Il y a en terre mosellane et rhénane des gens de souche celtique mais que des siècles de kultur ont plus ou moins profondément germanisés; il y en a aussi qui sont de purs Allemands immigrés depuis plus ou moins de générations. Eh bien, je crois que le don d'assimilation, le charme de la race latine, opérera même sur ceux-là.
Ils éprouveront bientôt, au contact intime de notre civilisation, cet étonnement ému qui saisit le gros Asmus, tout frais émoulu de ses pédantes Universités, à son arrivée à Metz et dans sa visite à la place Stanislas de Nancy. Ils voudront se hausser à cette finesse de la vraie culture que l'on ne soupçonne pas en Poméranie ni même sous l'allée des Tilleuls.

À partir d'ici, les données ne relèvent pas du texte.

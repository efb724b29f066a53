//! Decoded local input
//!
//! Raw keyboard and mouse capture happens outside this crate; what arrives
//! here is already a [`Command`].

use shared::Player;

/// Speed multiplier while the boost key is held.
pub const BOOST_FACTOR: f32 = 1.5;

/// Movement keys held during the current tick.
#[derive(Debug, Clone, Copy, Default, PartialEq, Eq)]
pub struct MovementInput {
    pub forward: bool,
    pub reverse: bool,
    pub rotate_left: bool,
    pub rotate_right: bool,
    pub boost: bool,
}

impl MovementInput {
    pub fn is_idle(&self) -> bool {
        !(self.forward || self.reverse || self.rotate_left || self.rotate_right)
    }

    /// Resets the player's velocity, then accumulates this tick's movement.
    pub fn apply(&self, player: &mut Player) {
        let mut speed = player.speed;
        player.stop();
        if self.boost {
            speed *= BOOST_FACTOR;
        }
        if self.forward {
            player.forward(speed);
        }
        if self.reverse {
            player.reverse(speed);
        }
        if self.rotate_left {
            player.rotate(1);
        }
        if self.rotate_right {
            player.rotate(-1);
        }
    }
}

/// A local command. Coordinates are in screen space.
#[derive(Debug, Clone, Copy, PartialEq)]
pub enum Command {
    Move(MovementInput),
    Stop,
    Aim { x: f32, y: f32 },
    Shoot { x: f32, y: f32 },
}
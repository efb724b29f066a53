//! Session bookkeeping for the arena server
//!
//! This module owns the collection of running sessions and decides where a
//! joining client lands:
//! - Named requests join the private session with that name, or create it
//! - Unnamed requests join the first public session with a free slot, or
//!   create a new public one
//! - A session is dropped from the collection once none of its members is
//!   connected
//!
//! The manager itself sits behind an `RwLock` in the network layer and each
//! session behind its own `Mutex`. Joins and leaves take the manager's write
//! lock first and a session lock second; per-request traffic only ever takes
//! the session lock.

use crate::game::Game;
use log::info;
use shared::protocol::JoinRequest;
use shared::Player;
use std::net::SocketAddr;
use std::sync::Arc;
use thiserror::Error;
use tokio::sync::Mutex;

/// A session shared between all connection tasks of its members.
pub type SharedGame = Arc<Mutex<Game>>;

#[derive(Debug, Error, PartialEq)]
pub enum JoinError {
    #[error("session '{name}' is full ({max_players} players)")]
    SessionFull { name: String, max_players: u8 },
}

/// Result of a successful join.
#[derive(Debug)]
pub struct Joined {
    pub game: SharedGame,
    pub game_id: u32,
    pub player: Player,
}

/// Registry entry for one session
///
/// The name is copied out of the `Game` so lookups by name never need the
/// session lock.
#[derive(Debug)]
struct Session {
    id: u32,
    name: Option<String>,
    game: SharedGame,
}

/// Owns every running session
///
/// The manager is the only writer to the session collection. Sessions are
/// scanned linearly, first fit, in creation order.
#[derive(Debug, Default)]
pub struct SessionManager {
    sessions: Vec<Session>,
    next_game_id: u32,
}

impl SessionManager {
    pub fn new() -> Self {
        Self::default()
    }

    /// Picks the session a request should join, creating one if needed
    ///
    /// Private lookups match on name only and may return a full session;
    /// the caller turns that into a rejection. Public lookups only return a
    /// session with a free slot.
    async fn get_game_instance(&mut self, game_name: Option<&str>, max_players: u8) -> SharedGame {
        match game_name {
            Some(name) => {
                let existing = self
                    .sessions
                    .iter()
                    .find(|session| session.name.as_deref() == Some(name))
                    .map(|session| Arc::clone(&session.game));
                match existing {
                    Some(game) => game,
                    None => self.create_new_game(Some(name.to_string()), max_players),
                }
            }
            None => {
                for session in self.sessions.iter().filter(|s| s.name.is_none()) {
                    if session.game.lock().await.can_player_join() {
                        return Arc::clone(&session.game);
                    }
                }
                self.create_new_game(None, max_players)
            }
        }
    }

    fn create_new_game(&mut self, name: Option<String>, max_players: u8) -> SharedGame {
        let id = self.next_game_id;
        self.next_game_id += 1;

        let game = Game::new(id, name.clone(), max_players);
        match &name {
            Some(name) => info!(
                "Created private game {} '{}' for {} players",
                id, name, game.max_players
            ),
            None => info!("Created public game {} for {} players", id, game.max_players),
        }

        let game = Arc::new(Mutex::new(game));
        self.sessions.push(Session {
            id,
            name,
            game: Arc::clone(&game),
        });
        game
    }

    /// Places a new client into a session and returns its player
    ///
    /// Fails only when a named session exists but has no free slot. The
    /// requested player count is only honoured when a session is created.
    pub async fn add_client_to_game(
        &mut self,
        addr: SocketAddr,
        request: &JoinRequest,
    ) -> Result<Joined, JoinError> {
        let game = self
            .get_game_instance(request.game_name.as_deref(), request.max_players)
            .await;

        let (game_id, player) = {
            let mut locked = game.lock().await;
            match locked.join_new_player(addr) {
                Some(player) => (locked.id, player),
                None => {
                    return Err(JoinError::SessionFull {
                        name: locked.name.clone().unwrap_or_default(),
                        max_players: locked.max_players,
                    })
                }
            }
        };

        Ok(Joined {
            game,
            game_id,
            player,
        })
    }

    /// Marks a member as departed and drops the session once nobody is
    /// left. Returns true when the session was removed.
    pub async fn leave(&mut self, game: &SharedGame, player_id: u8) -> bool {
        let (game_id, empty) = {
            let mut locked = game.lock().await;
            locked.leave(player_id);
            (locked.id, locked.is_empty())
        };

        if !empty {
            return false;
        }

        let before = self.sessions.len();
        self.sessions
            .retain(|session| !Arc::ptr_eq(&session.game, game));
        let removed = self.sessions.len() < before;
        if removed {
            info!("Removed game {}, no players left", game_id);
        }
        removed
    }

    /// Looks a session up by its id.
    pub fn game(&self, game_id: u32) -> Option<SharedGame> {
        self.sessions
            .iter()
            .find(|session| session.id == game_id)
            .map(|session| Arc::clone(&session.game))
    }

    /// Ids of the running sessions, in creation order.
    pub fn game_ids(&self) -> Vec<u32> {
        self.sessions.iter().map(|session| session.id).collect()
    }

    pub fn len(&self) -> usize {
        self.sessions.len()
    }

    pub fn is_empty(&self) -> bool {
        self.sessions.is_empty()
    }
}
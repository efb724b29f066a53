use clap::Parser;
use env_logger::{Builder, Env, Target};
use log::info;
use server::network::Server;
use std::fs::OpenOptions;
use std::io::Write;

#[derive(Parser, Debug)]
#[command(author, version, about, long_about = None)]
struct Args {
    /// Address to bind to
    #[arg(short = 'H', long, default_value = "0.0.0.0")]
    host: String,

    /// Port to listen on
    #[arg(short, long, default_value_t = shared::DEFAULT_PORT)]
    port: u16,

    /// Append log output to this file instead of stderr
    #[arg(short, long)]
    log_file: Option<String>,
}

fn init_logging(log_file: Option<&str>) -> std::io::Result<()> {
    let mut builder = Builder::from_env(Env::default().default_filter_or("info"));
    builder.format(|buf, record| {
        writeln!(
            buf,
            "{} {:<5} {}",
            buf.timestamp(),
            record.level(),
            record.args()
        )
    });

    if let Some(path) = log_file {
        let file = OpenOptions::new().create(true).append(true).open(path)?;
        builder.target(Target::Pipe(Box::new(file)));
    }

    builder.init();
    Ok(())
}

#[tokio::main]
async fn main() -> Result<(), Box<dyn std::error::Error>> {
    let args = Args::parse();
    init_logging(args.log_file.as_deref())?;

    let address = format!("{}:{}", args.host, args.port);
    let server = Server::bind(&address).await?;

    tokio::select! {
        _ = server.run() => {}
        _ = tokio::signal::ctrl_c() => {
            info!("Received Ctrl+C, shutting down");
        }
    }

    Ok(())
}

Ce sont bien les deux races éternellement antagonistes que Maurice Barrès a mises en regard dans son roman. Mais il peut arriver que leur antagonisme cesse à certains jours et que l'une soit attirée vers l'autre par une mystérieuse sympathie. C'est le sentiment qu'éprouve Asmus. Sous le clair regard de Colette, il sent fondre son pangermanisme comme sous un rayon de soleil et il oublie la savante demoiselle de Koenigsberg. La petite Messine elle aussi est troublée et il semble presque qu'elle va dire oui, quand un sursaut de sa race, un tour de sang, lui fait dire non. C'est là le sentiment patriotique que Maurice Barrès a voulu mettre en relief et auquel il faut applaudir.
Et cependant, à la réflexion, on se demande si une autre solution, dont l'auteur lui-même nous fournit les éléments, eût été contraire au patriotisme. Si un mariage avait eu lieu, n'est-ce pas Colette, et en elle la France, qui aurait conquis et assimilé le Germain?
C'était la pensée que Jaurès exprimait ainsi:
«Est-il possible, écrivait-il, qu'une Colette et qu'un Ehrmann, qui parviennent à imprimer jusque dans l'esprit du vainqueur une noble image de la France, s'obstinent à repousser ceux sur qui le charme français aura opéré? Entre M. Ehrmann et l'élite des Allemands immigrés, il se créera un lien subtil et fort, une communication d'ordre supérieur, et l'idée viendra un jour à ce jeune homme que cette mutuelle sympathie pourrait s'élargir jusqu'à envelopper les deux nations. Et Colette? Elle refuse de se marier avec Asmus, soit. Mais elle a hésité; on a entrevu que si elle épousait Asmus elle travaillerait avec lui à réconcilier Français et Allemands, et par là le livre de M. Barrès nous prédispose à l'indulgence…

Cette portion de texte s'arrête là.